对于三国题材文章,尤其是涉及历史考辨的,我的态度是仅以《三国志》(包括部分裴注)为准,而演义及其他话本传说(这些可能是更广为人知的“历史”),则不可作为信史。不过《三国志》虽为正史,却也存在着各种问题,对我探墓这一癖好来说,问题就在于除诸葛亮等少数人之外,鲜有明确记载死地葬地者。加上年份实在久远,源流根本说不清,而自明以后三国故事流传日渐广泛,各地又常有附会者,以至众多三国名人墓,往往一人多墓,众说纷纭。此前我走访过的那些三国墓的真伪,除勉县武侯墓,我多持否定态度,去年还颇为认真地写了一篇勉县马超墓考辨。那今天这三座墓的情况又是如何呢?且听我一一道来。
一、费祎墓
在广元的第二天下午,我们去了一趟昭化古城。我对古城古镇这种景点,其实老早就已无感,这次最终决定添加昭化古城的行程,唯一的原因就是三国。昭化旧称葭萌,这个地名对于三国迷来说定不陌生,可谓刘备夺西川的起点,蜀汉的龙兴之地,所以后来改名为汉寿县,昭化则是宋代之后的县名。然则此处号称三国重镇,主打三国文化,留下的真正三国元素却也不多,逛得味同嚼蜡,倒是没出我意料。最后连通票都省了,只逛了逛文庙,便直奔城外敬侯祠(费祎墓)而去。

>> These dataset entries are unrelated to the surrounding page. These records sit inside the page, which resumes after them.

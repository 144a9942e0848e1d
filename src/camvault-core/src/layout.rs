//! On-disk layout of the recording root
//!
//! ```text
//! <root>/camera_<id>/<YYYYmmdd_HHMMSS_mmm>.<ext>   recordings
//! <root>/camera_<id>/init.jpg                      preview taken on add/edit
//! <root>/camera_<id>/last_frame.jpg                refreshed preview
//! ```

use chrono::{DateTime, Local};
use std::path::{Path, PathBuf};

use crate::registry::CameraId;

pub const INIT_PREVIEW: &str = "init.jpg";
pub const LAST_PREVIEW: &str = "last_frame.jpg";

/// Directory holding everything recorded for one camera
pub fn camera_dir(root: &Path, id: CameraId) -> PathBuf {
    root.join(format!("camera_{}", id))
}

/// Timestamped recording path, unique within the camera directory
pub fn recording_path(root: &Path, id: CameraId, at: DateTime<Local>, extension: &str) -> PathBuf {
    let dir = camera_dir(root, id);
    let stem = at.format("%Y%m%d_%H%M%S_%3f").to_string();

    let mut path = dir.join(format!("{}.{}", stem, extension));
    let mut n = 1;
    while path.exists() {
        path = dir.join(format!("{}_{}.{}", stem, n, extension));
        n += 1;
    }
    path
}

/// Whether a file is a preview still rather than a recording
pub fn is_preview(path: &Path) -> bool {
    path.file_name()
        .and_then(|n| n.to_str())
        .is_some_and(|n| n == INIT_PREVIEW || n == LAST_PREVIEW)
}
//! Preview stills for cameras

use camvault_capture::CaptureBackend;
use std::fs;
use std::path::PathBuf;
use std::sync::Arc;
use std::thread::{self, JoinHandle};
use tracing::{info, warn};

use crate::error::RecorderError;
use crate::layout;
use crate::registry::{CameraId, CameraRegistry};
use crate::storage::{read_settings, SharedSettings};

/// Which preview file a capture targets
#[derive(Debug, Clone, Copy, PartialEq, Eq)]
pub enum PreviewKind {
    /// Taken when a camera is added or edited
    Initial,
    /// Taken on demand
    Last,
}

impl PreviewKind {
    pub fn file_name(&self) -> &'static str {
        match self {
            PreviewKind::Initial => layout::INIT_PREVIEW,
            PreviewKind::Last => layout::LAST_PREVIEW,
        }
    }
}

/// Captures single frames to represent each camera's view
#[derive(Clone)]
pub struct SnapshotService {
    registry: Arc<CameraRegistry>,
    backend: Arc<dyn CaptureBackend>,
    settings: SharedSettings,
}

impl SnapshotService {
    pub fn new(
        registry: Arc<CameraRegistry>,
        backend: Arc<dyn CaptureBackend>,
        settings: SharedSettings,
    ) -> Self {
        Self { registry, backend, settings }
    }

    /// Capture `init.jpg` in the background.
    ///
    /// The handle resolves to whether the preview was updated. None only if
    /// the capture thread could not be started.
    pub fn capture_initial(&self, id: CameraId, address: String) -> Option<JoinHandle<bool>> {
        self.spawn_capture(id, address, PreviewKind::Initial)
    }

    /// Capture `last_frame.jpg` in the background; None for unknown cameras
    pub fn refresh_last(&self, id: CameraId) -> Option<JoinHandle<bool>> {
        let camera = self.registry.get(id)?;
        self.spawn_capture(id, camera.address, PreviewKind::Last)
    }

    fn spawn_capture(&self, id: CameraId, address: String, kind: PreviewKind) -> Option<JoinHandle<bool>> {
        let service = self.clone();
        let spawned = thread::Builder::new()
            .name(format!("snapshot-{}", id))
            .spawn(move || match service.capture_now(id, &address, kind) {
                Ok(path) => {
                    info!("{} captured for camera {} at {}", kind.file_name(), id, address);
                    service.registry.set_preview(id, path)
                }
                Err(e) => {
                    warn!("preview capture failed for camera {}: {}", id, e);
                    false
                }
            });

        match spawned {
            Ok(handle) => Some(handle),
            Err(e) => {
                warn!("failed to start preview capture for camera {}: {}", id, e);
                None
            }
        }
    }

    /// Open the source, read one frame and store it as a JPEG.
    ///
    /// Does not touch the registry; the previous preview stays in place on
    /// failure.
    pub fn capture_now(&self, id: CameraId, address: &str, kind: PreviewKind) -> Result<PathBuf, RecorderError> {
        let mut source = self.backend.open(address).map_err(|e| RecorderError::SourceUnavailable {
            camera_id: id,
            reason: e.to_string(),
        })?;

        let read = source.read();
        source.release();

        let frame = match read {
            Ok(Some(frame)) => frame,
            Ok(None) => {
                return Err(RecorderError::ReadFailure {
                    camera_id: id,
                    reason: "stream ended before first frame".to_string(),
                });
            }
            Err(e) => {
                return Err(RecorderError::ReadFailure {
                    camera_id: id,
                    reason: e.to_string(),
                });
            }
        };

        let dir = layout::camera_dir(&read_settings(&self.settings).root, id);
        let path = dir.join(kind.file_name());
        fs::create_dir_all(&dir).map_err(|e| RecorderError::WriteFailure {
            path: dir.clone(),
            reason: e.to_string(),
        })?;
        frame.save_jpeg(&path).map_err(|e| RecorderError::WriteFailure {
            path: path.clone(),
            reason: e.to_string(),
        })?;

        Ok(path)
    }
}

#[cfg(test)]
mod tests {
    use super::*;
    use crate::registry::Preview;
    use crate::storage::StorageSettings;
    use camvault_capture::TestPatternBackend;
    use std::sync::RwLock;

    fn service(root: &std::path::Path) -> (SnapshotService, Arc<CameraRegistry>) {
        let registry = Arc::new(CameraRegistry::new());
        let settings = Arc::new(RwLock::new(StorageSettings {
            root: root.to_path_buf(),
            max_bytes: u64::MAX,
            chunk_bytes: 0,
        }));
        let backend = Arc::new(TestPatternBackend::unpaced());
        (SnapshotService::new(registry.clone(), backend, settings), registry)
    }

    #[test]
    fn test_capture_initial_sets_preview() {
        let dir = tempfile::tempdir().unwrap();
        let (snapshots, registry) = service(dir.path());
        let id = registry.add("testsrc://16x12", "cam");

        let updated = snapshots.capture_initial(id, "testsrc://16x12".into()).unwrap().join().unwrap();

        assert!(updated);
        let expected = layout::camera_dir(dir.path(), id).join("init.jpg");
        assert!(expected.exists());
        assert_eq!(registry.get(id).unwrap().preview, Preview::Image(expected));
    }

    #[test]
    fn test_failed_capture_keeps_previous_preview() {
        let dir = tempfile::tempdir().unwrap();
        let (snapshots, registry) = service(dir.path());
        let id = registry.add("testsrc://16x12", "cam");
        snapshots.capture_initial(id, "testsrc://16x12".into()).unwrap().join().unwrap();
        let before = registry.get(id).unwrap().preview;

        registry.edit(id, "rtsp://bad-host", "cam");
        let updated = snapshots.capture_initial(id, "rtsp://bad-host".into()).unwrap().join().unwrap();

        assert!(!updated);
        assert_eq!(registry.get(id).unwrap().preview, before);
    }

    #[test]
    fn test_refresh_last_is_idempotent() {
        let dir = tempfile::tempdir().unwrap();
        let (snapshots, registry) = service(dir.path());
        let id = registry.add("testsrc://16x12", "cam");

        assert!(snapshots.refresh_last(id).unwrap().join().unwrap());
        assert!(snapshots.refresh_last(id).unwrap().join().unwrap());

        let expected = layout::camera_dir(dir.path(), id).join("last_frame.jpg");
        assert_eq!(registry.get(id).unwrap().preview, Preview::Image(expected));
        assert!(snapshots.refresh_last(id + 1).is_none());
    }

    #[test]
    fn test_capture_now_reports_ended_stream() {
        let dir = tempfile::tempdir().unwrap();
        let (snapshots, _) = service(dir.path());

        let err = snapshots.capture_now(0, "testsrc://8x8?frames=0", PreviewKind::Initial).unwrap_err();
        assert!(matches!(err, RecorderError::ReadFailure { .. }));
    }
}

费祎(?-253)字文伟,蜀汉四相之一,能力卓越,位高权重。不过由于算是三国后期人物,在演义中也没啥存在感,知名度恐怕也就一般般。蜀汉延熙十四年(251年),费祎北屯汉寿,翌年开府,惜没过多久,便在饮宴中被魏国降将郭修刺杀身死。虽然《魏书·三少帝纪》中曹芳对郭修的明令褒奖也一并佐证了这件事,但刺费的前因后果仍有些不明不白(尤其是费祎本身算不上主战派,那时似乎也并未准备领兵犯境),以至于后世多有蜀汉内部的阴谋论。
费祎确实是死在汉寿,葬在这里理论上倒也说得过去。不过费祎的死是突发事件,不像诸葛亮留有遗命,也不同于蒋琬在涪县寿终正寝(蒋琬传收录其子蒋斌致钟会的书信,乃确知蒋琬因“卜云其吉”葬在涪县),汉寿对于他来说显非“吉地”。另外,费祎除了是蜀汉头号重臣,更与刘禅是货真价实的儿女亲家,这样一位人物暴卒,似乎更应送回成都妥善安葬为宜。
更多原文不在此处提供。